United States District Court E.D. Michigan, Southern Division
March 31, 2015
HAROLD VARNER, Plaintiff,
WILLIE SMITH, et. al., Defendants.
OPINION AND ORDER OVERRULING PLAINTIFF'S OBJECTIONS, ADOPTING THE MAGISTRATE JUDGE'S REPORT AND RECOMMENDATION, AND GRANTING DEFENDANTS' MOTIONS FOR SUMMARY JUDGMENT
ROBERT H. CLELAND, District Judge.
On December 23, 2014, Magistrate Judge Michael Hluchaniuk issued a Report and Recommendation in the above-captioned matter, recommending that the court grant the Motions for Summary Judgment filed by Defendant Willie Smith on April 25, 2014, and Defendants Carrell, Corizon Health Care, Holmes, and Squier on July 25, 2014. For the reasons stated below, the court will overrule Plaintiff's objections, adopt the Magistrate Judge's R&R, and grant the motions for summary judgment.
The filing of timely objections requires the court to "make a de novo determination of those portions of the report or specified findings or recommendations to which objection is made." 28 U.S.C. § 636(b)(1); see also United States v. Raddatz, 447 U.S. 667 (1980); United States v. Walters, 638 F.2d 947 (6th Cir. 1981). This de novo review, in turn, requires this court to re-examine all the relevant evidence previously reviewed by the magistrate judge to determine whether the recommendation should be accepted, rejected, or modified in whole or in part. 28 U.S.C. § 636(b)(1). The court may "receive further evidence" if desired. Id.

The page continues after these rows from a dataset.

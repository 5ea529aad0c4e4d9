//! Read-only view over the runtime cache for agents (`threadmap show ...`).

use anyhow::{Context, Result};
use serde::de::DeserializeOwned;
use std::path::Path;
use threadmap_graph::{RelatedThread, ThreadGraph};
use threadmap_journal::read_recent;
use threadmap_protocol::{
    read_json, IndexDocument, LastRun, LogEntry, LogSummary, RepoLayout, SessionRecord,
    ThreadNode,
};

pub struct RuntimeApi {
    layout: RepoLayout,
}

fn load<T: DeserializeOwned>(path: &Path) -> Result<Option<T>> {
    read_json(path).with_context(|| format!("Failed to read {}", path.display()))
}

impl RuntimeApi {
    pub fn new(layout: RepoLayout) -> Self {
        Self { layout }
    }

    /// `None` until `threadmap refresh` has produced a runtime index.
    pub fn read_index(&self) -> Result<Option<IndexDocument>> {
        load(&self.layout.runtime_index_path())
    }

    fn index(&self) -> Result<IndexDocument> {
        self.read_index()?.with_context(|| {
            format!(
                "No runtime index at {}; run `threadmap refresh` first",
                self.layout.runtime_index_path().display()
            )
        })
    }

    pub fn read_last_run(&self) -> Result<Option<LastRun>> {
        load(&self.layout.last_run_path())
    }

    pub fn read_summary(&self) -> Result<Option<LogSummary>> {
        load(&self.layout.summary_path())
    }

    pub fn list_threads(&self) -> Result<Vec<String>> {
        Ok(self.index()?.threads.into_keys().collect())
    }

    pub fn get_thread(&self, name: &str) -> Result<Option<ThreadNode>> {
        Ok(self.index()?.threads.remove(name))
    }

    pub fn sessions(&self) -> Result<Vec<SessionRecord>> {
        Ok(self.index()?.sessions)
    }

    /// Threads within `depth` hops of `name`, nearest and strongest first.
    pub fn expand(&self, name: &str, depth: usize) -> Result<Vec<RelatedThread>> {
        let graph = ThreadGraph::from_nodes(&self.index()?.threads);
        Ok(graph.related_within(name, depth)?)
    }

    pub fn read_logs(&self, limit: usize) -> Result<Vec<LogEntry>> {
        Ok(read_recent(&self.layout.logs_dir(), limit)?)
    }
}
//! Out-of-band notification dispatch.
//!
//! Notifications are fire-and-forget: [`Notifier::dispatch`] returns
//! immediately, delivery failures are logged by the implementation and never
//! retried, and they never affect the ledger operation that triggered them.

use crate::types::{EventId, UserId};
use serde::{Deserialize, Serialize};
use std::fmt;

/// Why a user is being notified.
#[derive(Clone, Copy, Debug, PartialEq, Eq, Hash, Serialize, Deserialize)]
#[serde(rename_all = "lowercase")]
pub enum NotificationKind {
    /// A seat was claimed
    Registration,
    /// The event starts soon
    Reminder,
    /// A seat was given back
    Cancellation,
}

impl NotificationKind {
    /// Wire representation.
    #[must_use]
    pub const fn as_str(&self) -> &'static str {
        match self {
            Self::Registration => "registration",
            Self::Reminder => "reminder",
            Self::Cancellation => "cancellation",
        }
    }
}

impl fmt::Display for NotificationKind {
    fn fmt(&self, f: &mut fmt::Formatter<'_>) -> fmt::Result {
        f.write_str(self.as_str())
    }
}

/// A notification request, serialized as `{"eventId", "userId", "type"}`.
#[derive(Clone, Copy, Debug, PartialEq, Eq, Serialize, Deserialize)]
#[serde(rename_all = "camelCase")]
pub struct Notification {
    /// Event the notification is about
    pub event_id: EventId,
    /// Recipient
    pub user_id: UserId,
    /// What happened
    #[serde(rename = "type")]
    pub kind: NotificationKind,
}

impl Notification {
    /// Build a notification.
    #[must_use]
    pub const fn new(event_id: EventId, user_id: UserId, kind: NotificationKind) -> Self {
        Self {
            event_id,
            user_id,
            kind,
        }
    }
}

/// Sink for notification requests.
pub trait Notifier: Send + Sync {
    /// Hand off a notification without waiting for delivery.
    fn dispatch(&self, notification: Notification);
}

/// Notifier that only records the request in the log.
#[derive(Clone, Copy, Debug, Default)]
pub struct LogNotifier;

impl Notifier for LogNotifier {
    fn dispatch(&self, notification: Notification) {
        tracing::info!(
            event_id = %notification.event_id,
            user_id = %notification.user_id,
            kind = %notification.kind,
            "Notification requested"
        );
    }
}
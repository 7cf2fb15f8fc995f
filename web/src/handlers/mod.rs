//! Reusable HTTP handlers.

pub mod health;
pub mod websocket;

pub use health::{health_check, readiness_check};
//! Read-side change feed over the `events` table.
//!
//! Presentation layers subscribe to keep displayed seat counts live. The feed
//! is downstream of the store: the seat ledger never publishes to it and never
//! reads from it, so a lagging or dropped subscription cannot affect
//! write-path consistency.

use crate::types::{Event, EventId};
use futures::Stream;
use serde::{Deserialize, Serialize};
use std::pin::Pin;

/// Kind of row change.
#[derive(Clone, Copy, Debug, PartialEq, Eq, Hash, Serialize, Deserialize)]
#[serde(rename_all = "UPPERCASE")]
pub enum ChangeOp {
    /// Row created
    Insert,
    /// Row modified (including seat count changes)
    Update,
    /// Row removed
    Delete,
}

/// One change to an event row.
#[derive(Clone, Debug, PartialEq, Eq, Serialize, Deserialize)]
pub struct ChangeNotice {
    /// What happened
    pub op: ChangeOp,
    /// Which row
    pub event_id: EventId,
    /// Row after the change; `None` for deletes
    pub event: Option<Event>,
}

/// Which changes a subscriber wants.
#[derive(Clone, Copy, Debug, PartialEq, Eq)]
pub enum FeedScope {
    /// Every event row
    AllEvents,
    /// A single event row
    Event(EventId),
}

impl FeedScope {
    /// Whether a notice falls within this scope.
    #[must_use]
    pub fn includes(&self, notice: &ChangeNotice) -> bool {
        match self {
            Self::AllEvents => true,
            Self::Event(id) => notice.event_id == *id,
        }
    }
}

/// Stream of change notices for one subscriber.
pub type ChangeStream = Pin<Box<dyn Stream<Item = ChangeNotice> + Send>>;

/// Source of change notices.
pub trait ChangeFeed: Send + Sync {
    /// Subscribe to changes within `scope`.
    ///
    /// The stream only yields changes committed after subscription; a
    /// subscriber that falls behind skips notices rather than blocking writers.
    fn subscribe(&self, scope: FeedScope) -> ChangeStream;
}

#[cfg(test)]
mod tests {
    use super::*;

    #[test]
    fn scope_filters_by_event() {
        let id = EventId::new();
        let notice = ChangeNotice {
            op: ChangeOp::Delete,
            event_id: id,
            event: None,
        };
        assert!(FeedScope::AllEvents.includes(&notice));
        assert!(FeedScope::Event(id).includes(&notice));
        assert!(!FeedScope::Event(EventId::new()).includes(&notice));
    }
}
//! Authentication for the HTTP API.
//!
//! Callers present an HS256 access token from the identity provider. The
//! token names the user; the role comes from that user's profile.

pub mod jwt;
pub mod middleware;

pub use jwt::{AuthError, Claims, JwtVerifier};
pub use middleware::{BearerToken, RequireAdmin, SessionUser};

At the end of the Magistrate Judge's R&R, he included the following language:
The parties to this action may object to and seek review of this Report and Recommendation, but are required to file any objections within 14 days of service, as provided for in Federal Rule of Civil Procedure 72(b)(2) and Local Rule 72.1(d). Failure to file specific objections constitutes a waiver of any further right of appeal. Thomas v. Arn, 474 U.S. 140 (1985); Howard v. Sec'y of Health and Human Servs., 932 F.2d 505 (6th Cir. 1981). Filing objections that raise some issues but fail to raise others with specificity will not preserve all the objections a party might have to this Report and Recommendation. Willis v. Sec'y of Health and Human Servs., 931 F.2d 390, 401 (6th Cir. 1991); Smith v. Detroit Fed'n of Teachers Local 231, 829 F.2d 1370, 1373 (6th Cir. 1987). Pursuant to Local Rule 72.1(d)(2), any objections must be served on this Magistrate Judge.
(Doc # 44, Pg ID 588.) Despite this express instruction to the parties, no party timely filed objections. Instead, Plaintiff submitted his objections five weeks after the issuance of the R&R. As an initial matter, the court rejects these objections as untimely, and finds that Plaintiff has waived any right to appeal of the Report and Recommendation.
Moreover, even if the court were to review the objections, the court would reject them on the merits. A general objection, or one that merely restates the arguments previously presented, is not sufficient to alert the court to alleged errors on the part of the magistrate judge. An "objection" that does nothing more than state a disagreement with a magistrate judge's suggested resolution, or simply summarizes what has been presented before, is not an objection as that term is used in this context. Howard v. Sec'y of Health and Human Servs., 932 F.2d 505, 508 (6th Cir. 1991) ("It is arguable in this case that Howard's counsel did not file objections at all.... [I]t is hard to see how a district court reading [the objections'] would know what Howard thought the magistrate had done wrong.").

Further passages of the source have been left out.